◆ Problem
From the top of the records below, return each line exactly, ending with the line that contains "impl<T: Default> Drop".

———

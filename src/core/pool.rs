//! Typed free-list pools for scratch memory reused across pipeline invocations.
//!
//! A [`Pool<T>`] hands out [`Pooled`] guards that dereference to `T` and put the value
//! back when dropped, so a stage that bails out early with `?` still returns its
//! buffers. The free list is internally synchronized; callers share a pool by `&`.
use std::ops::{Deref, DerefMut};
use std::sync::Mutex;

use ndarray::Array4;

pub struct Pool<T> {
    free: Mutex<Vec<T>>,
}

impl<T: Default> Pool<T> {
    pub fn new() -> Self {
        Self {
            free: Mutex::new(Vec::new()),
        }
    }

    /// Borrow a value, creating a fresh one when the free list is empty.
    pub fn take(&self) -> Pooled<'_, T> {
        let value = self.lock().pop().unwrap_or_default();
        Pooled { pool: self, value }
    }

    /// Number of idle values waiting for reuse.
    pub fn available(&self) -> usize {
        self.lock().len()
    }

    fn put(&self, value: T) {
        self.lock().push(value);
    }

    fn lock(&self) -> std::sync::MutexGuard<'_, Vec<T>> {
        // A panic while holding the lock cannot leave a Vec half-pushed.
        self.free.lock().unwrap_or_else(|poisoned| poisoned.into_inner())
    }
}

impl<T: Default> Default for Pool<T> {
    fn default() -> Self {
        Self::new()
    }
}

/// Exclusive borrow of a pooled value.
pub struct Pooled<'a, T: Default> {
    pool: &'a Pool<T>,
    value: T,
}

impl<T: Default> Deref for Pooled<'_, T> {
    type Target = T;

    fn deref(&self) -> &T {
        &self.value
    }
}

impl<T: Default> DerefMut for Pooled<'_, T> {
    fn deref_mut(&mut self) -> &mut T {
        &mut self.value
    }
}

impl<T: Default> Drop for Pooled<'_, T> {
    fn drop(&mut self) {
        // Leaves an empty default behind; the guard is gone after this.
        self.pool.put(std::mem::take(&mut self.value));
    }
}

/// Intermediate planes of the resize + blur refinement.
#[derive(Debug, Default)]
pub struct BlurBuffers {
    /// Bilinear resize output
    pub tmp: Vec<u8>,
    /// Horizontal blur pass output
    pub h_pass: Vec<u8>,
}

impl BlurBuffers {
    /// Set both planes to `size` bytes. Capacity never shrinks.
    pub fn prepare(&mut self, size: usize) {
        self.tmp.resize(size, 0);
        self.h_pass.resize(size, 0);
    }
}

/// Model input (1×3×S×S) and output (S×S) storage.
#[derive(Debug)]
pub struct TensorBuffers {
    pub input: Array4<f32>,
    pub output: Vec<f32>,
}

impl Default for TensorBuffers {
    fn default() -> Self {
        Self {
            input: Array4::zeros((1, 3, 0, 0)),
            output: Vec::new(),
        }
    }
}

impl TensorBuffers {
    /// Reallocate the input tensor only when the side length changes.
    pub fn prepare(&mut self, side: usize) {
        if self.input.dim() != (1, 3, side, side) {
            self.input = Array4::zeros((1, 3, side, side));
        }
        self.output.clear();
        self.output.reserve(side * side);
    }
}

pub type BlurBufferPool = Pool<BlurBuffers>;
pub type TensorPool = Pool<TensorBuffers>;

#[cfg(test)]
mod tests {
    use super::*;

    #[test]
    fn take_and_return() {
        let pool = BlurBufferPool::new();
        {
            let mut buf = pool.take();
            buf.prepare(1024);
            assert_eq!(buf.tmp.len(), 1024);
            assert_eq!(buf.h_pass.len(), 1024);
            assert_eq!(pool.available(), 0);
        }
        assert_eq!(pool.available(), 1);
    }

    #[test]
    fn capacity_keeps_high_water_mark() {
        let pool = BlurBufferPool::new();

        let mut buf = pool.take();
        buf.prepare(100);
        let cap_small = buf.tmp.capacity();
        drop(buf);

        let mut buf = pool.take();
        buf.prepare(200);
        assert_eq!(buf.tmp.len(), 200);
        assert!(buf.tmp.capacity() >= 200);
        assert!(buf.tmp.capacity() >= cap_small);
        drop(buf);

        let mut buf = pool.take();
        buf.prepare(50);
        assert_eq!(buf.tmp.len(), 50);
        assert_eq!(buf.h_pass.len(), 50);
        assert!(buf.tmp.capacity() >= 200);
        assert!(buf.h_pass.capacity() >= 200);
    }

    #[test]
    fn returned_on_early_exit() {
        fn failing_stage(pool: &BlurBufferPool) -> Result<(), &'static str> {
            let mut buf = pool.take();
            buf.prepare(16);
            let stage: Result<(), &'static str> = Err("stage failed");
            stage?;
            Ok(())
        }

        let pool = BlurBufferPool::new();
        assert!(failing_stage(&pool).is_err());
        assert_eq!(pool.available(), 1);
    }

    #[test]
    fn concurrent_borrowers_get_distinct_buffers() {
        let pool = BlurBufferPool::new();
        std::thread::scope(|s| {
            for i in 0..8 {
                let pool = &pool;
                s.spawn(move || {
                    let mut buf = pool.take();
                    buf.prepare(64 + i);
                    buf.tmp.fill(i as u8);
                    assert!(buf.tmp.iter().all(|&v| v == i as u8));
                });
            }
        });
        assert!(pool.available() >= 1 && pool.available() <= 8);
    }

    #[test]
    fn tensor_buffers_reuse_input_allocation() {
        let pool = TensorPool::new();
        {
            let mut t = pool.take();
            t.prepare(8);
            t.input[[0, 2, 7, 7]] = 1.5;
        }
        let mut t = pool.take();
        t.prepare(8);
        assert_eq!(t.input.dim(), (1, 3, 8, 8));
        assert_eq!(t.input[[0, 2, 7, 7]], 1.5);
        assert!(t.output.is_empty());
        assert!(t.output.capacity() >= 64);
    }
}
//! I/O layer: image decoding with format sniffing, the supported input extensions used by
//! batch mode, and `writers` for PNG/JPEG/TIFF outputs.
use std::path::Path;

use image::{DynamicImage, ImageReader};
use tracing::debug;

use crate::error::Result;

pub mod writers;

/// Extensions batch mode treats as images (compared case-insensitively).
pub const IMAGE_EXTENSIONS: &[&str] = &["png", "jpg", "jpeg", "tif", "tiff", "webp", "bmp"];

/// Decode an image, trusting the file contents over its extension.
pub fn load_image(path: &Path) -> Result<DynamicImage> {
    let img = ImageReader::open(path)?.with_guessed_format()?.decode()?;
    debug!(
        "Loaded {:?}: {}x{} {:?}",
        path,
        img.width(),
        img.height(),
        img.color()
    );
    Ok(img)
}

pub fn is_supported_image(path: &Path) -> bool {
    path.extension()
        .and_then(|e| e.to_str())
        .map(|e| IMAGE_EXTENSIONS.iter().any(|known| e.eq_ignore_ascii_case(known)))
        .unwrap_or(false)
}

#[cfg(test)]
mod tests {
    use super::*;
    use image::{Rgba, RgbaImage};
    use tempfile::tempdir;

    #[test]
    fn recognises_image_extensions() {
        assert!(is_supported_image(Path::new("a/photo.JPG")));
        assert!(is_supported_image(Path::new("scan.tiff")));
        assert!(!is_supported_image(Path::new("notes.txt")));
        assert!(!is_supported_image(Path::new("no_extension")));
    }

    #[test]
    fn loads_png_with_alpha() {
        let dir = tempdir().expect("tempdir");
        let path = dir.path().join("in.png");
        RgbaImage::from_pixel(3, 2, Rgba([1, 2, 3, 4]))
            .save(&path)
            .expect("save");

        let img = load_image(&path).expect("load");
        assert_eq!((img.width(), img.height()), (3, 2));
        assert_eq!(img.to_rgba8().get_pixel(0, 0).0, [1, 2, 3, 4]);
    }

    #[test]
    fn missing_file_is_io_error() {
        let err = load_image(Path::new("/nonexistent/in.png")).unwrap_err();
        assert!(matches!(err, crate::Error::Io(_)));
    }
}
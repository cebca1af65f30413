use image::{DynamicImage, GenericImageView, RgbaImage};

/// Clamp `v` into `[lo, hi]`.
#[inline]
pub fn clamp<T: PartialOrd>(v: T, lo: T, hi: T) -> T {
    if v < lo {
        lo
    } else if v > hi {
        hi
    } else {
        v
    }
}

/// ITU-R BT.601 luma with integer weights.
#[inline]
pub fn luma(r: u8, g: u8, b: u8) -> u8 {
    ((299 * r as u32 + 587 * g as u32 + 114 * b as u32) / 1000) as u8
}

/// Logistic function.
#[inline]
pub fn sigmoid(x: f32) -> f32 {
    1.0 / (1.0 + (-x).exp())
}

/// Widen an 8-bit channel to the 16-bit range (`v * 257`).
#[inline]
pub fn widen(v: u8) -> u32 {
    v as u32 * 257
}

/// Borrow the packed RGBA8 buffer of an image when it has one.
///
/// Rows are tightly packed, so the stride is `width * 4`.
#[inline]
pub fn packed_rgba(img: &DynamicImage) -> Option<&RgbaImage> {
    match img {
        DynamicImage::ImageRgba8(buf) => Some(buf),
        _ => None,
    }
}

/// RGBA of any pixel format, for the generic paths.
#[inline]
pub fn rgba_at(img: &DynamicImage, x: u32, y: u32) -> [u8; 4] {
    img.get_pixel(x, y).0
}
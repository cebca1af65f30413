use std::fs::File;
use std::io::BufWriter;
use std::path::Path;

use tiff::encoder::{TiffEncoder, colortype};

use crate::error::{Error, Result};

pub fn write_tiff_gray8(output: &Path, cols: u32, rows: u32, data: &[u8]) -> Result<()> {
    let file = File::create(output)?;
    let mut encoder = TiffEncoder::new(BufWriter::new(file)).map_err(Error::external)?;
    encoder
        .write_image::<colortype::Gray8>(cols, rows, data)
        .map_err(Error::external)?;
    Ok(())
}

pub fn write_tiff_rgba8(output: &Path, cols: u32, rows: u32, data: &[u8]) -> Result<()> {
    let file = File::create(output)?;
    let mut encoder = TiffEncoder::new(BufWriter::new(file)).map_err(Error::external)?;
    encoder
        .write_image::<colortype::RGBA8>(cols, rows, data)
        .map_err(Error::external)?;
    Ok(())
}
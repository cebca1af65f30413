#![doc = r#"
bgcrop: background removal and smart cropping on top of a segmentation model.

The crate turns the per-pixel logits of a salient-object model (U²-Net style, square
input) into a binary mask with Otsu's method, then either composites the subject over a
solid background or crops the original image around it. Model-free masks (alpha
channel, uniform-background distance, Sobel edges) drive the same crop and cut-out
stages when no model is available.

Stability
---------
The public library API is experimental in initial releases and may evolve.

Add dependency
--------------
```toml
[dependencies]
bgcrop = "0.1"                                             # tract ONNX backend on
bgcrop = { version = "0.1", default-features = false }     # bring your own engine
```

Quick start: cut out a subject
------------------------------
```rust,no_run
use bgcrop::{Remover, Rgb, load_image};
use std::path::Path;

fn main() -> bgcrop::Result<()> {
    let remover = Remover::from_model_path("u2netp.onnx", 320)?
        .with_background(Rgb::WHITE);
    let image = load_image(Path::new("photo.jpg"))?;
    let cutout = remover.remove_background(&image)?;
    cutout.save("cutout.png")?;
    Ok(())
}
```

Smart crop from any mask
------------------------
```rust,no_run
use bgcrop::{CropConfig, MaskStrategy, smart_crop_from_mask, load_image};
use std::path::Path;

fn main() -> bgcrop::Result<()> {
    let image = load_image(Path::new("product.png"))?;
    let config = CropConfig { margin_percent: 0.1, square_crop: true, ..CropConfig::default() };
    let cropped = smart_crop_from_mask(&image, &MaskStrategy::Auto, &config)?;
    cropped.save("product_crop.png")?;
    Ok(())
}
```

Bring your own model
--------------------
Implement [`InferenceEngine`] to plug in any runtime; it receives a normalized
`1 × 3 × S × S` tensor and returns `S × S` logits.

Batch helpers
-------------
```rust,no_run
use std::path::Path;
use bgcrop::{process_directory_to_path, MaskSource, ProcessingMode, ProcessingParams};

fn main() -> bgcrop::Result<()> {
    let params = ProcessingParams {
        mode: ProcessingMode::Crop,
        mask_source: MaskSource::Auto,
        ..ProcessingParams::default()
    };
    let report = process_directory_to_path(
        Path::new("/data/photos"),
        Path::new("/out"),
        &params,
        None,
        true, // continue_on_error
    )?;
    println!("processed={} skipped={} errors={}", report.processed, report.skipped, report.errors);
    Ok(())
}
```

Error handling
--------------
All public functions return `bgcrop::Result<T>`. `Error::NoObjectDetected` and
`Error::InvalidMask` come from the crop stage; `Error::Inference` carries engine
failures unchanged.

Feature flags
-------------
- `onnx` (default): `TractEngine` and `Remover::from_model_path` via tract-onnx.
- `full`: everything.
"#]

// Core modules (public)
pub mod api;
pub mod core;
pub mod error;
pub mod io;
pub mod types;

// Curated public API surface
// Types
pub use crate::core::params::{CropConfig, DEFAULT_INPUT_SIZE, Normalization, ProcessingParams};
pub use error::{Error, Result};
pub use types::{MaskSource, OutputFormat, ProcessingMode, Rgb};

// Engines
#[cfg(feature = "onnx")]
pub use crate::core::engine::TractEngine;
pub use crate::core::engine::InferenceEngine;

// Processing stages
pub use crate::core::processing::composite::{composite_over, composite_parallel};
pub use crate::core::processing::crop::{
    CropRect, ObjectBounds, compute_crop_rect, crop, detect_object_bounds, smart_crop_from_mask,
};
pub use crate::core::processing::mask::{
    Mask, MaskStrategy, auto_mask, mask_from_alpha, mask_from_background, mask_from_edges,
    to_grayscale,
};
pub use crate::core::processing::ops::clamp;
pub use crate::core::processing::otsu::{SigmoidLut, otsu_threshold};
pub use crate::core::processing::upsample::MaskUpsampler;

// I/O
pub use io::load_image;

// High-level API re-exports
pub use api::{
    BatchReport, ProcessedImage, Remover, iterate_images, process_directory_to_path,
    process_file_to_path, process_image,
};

———

◆ Exercise response
filename src/core/pool.rs
//! Typed free-list pools for scratch memory reused across pipeline invocations.
//!
//! A [`Pool<T>`] hands out [`Pooled`] guards that dereference to `T` and put the value
//! back when dropped, so a stage that bails out early with `?` still returns its
//! buffers. The free list is internally synchronized; callers share a pool by `&`.
use std::ops::{Deref, DerefMut};
use std::sync::Mutex;

use ndarray::Array4;

pub struct Pool<T> {
    free: Mutex<Vec<T>>,
}

impl<T: Default> Pool<T> {
    pub fn new() -> Self {
        Self {
            free: Mutex::new(Vec::new()),
        }
    }

    /// Borrow a value, creating a fresh one when the free list is empty.
    pub fn take(&self) -> Pooled<'_, T> {
        let value = self.lock().pop().unwrap_or_default();
        Pooled { pool: self, value }
    }

    /// Number of idle values waiting for reuse.
    pub fn available(&self) -> usize {
        self.lock().len()
    }

    fn put(&self, value: T) {
        self.lock().push(value);
    }

    fn lock(&self) -> std::sync::MutexGuard<'_, Vec<T>> {
        // A panic while holding the lock cannot leave a Vec half-pushed.
        self.free.lock().unwrap_or_else(|poisoned| poisoned.into_inner())
    }
}

impl<T: Default> Default for Pool<T> {
    fn default() -> Self {
        Self::new()
    }
}

/// Exclusive borrow of a pooled value.
pub struct Pooled<'a, T: Default> {
    pool: &'a Pool<T>,
    value: T,
}

impl<T: Default> Deref for Pooled<'_, T> {
    type Target = T;

    fn deref(&self) -> &T {
        &self.value
    }
}

impl<T: Default> DerefMut for Pooled<'_, T> {
    fn deref_mut(&mut self) -> &mut T {
        &mut self.value
    }
}

impl<T: Default> Drop for Pooled<'_, T> {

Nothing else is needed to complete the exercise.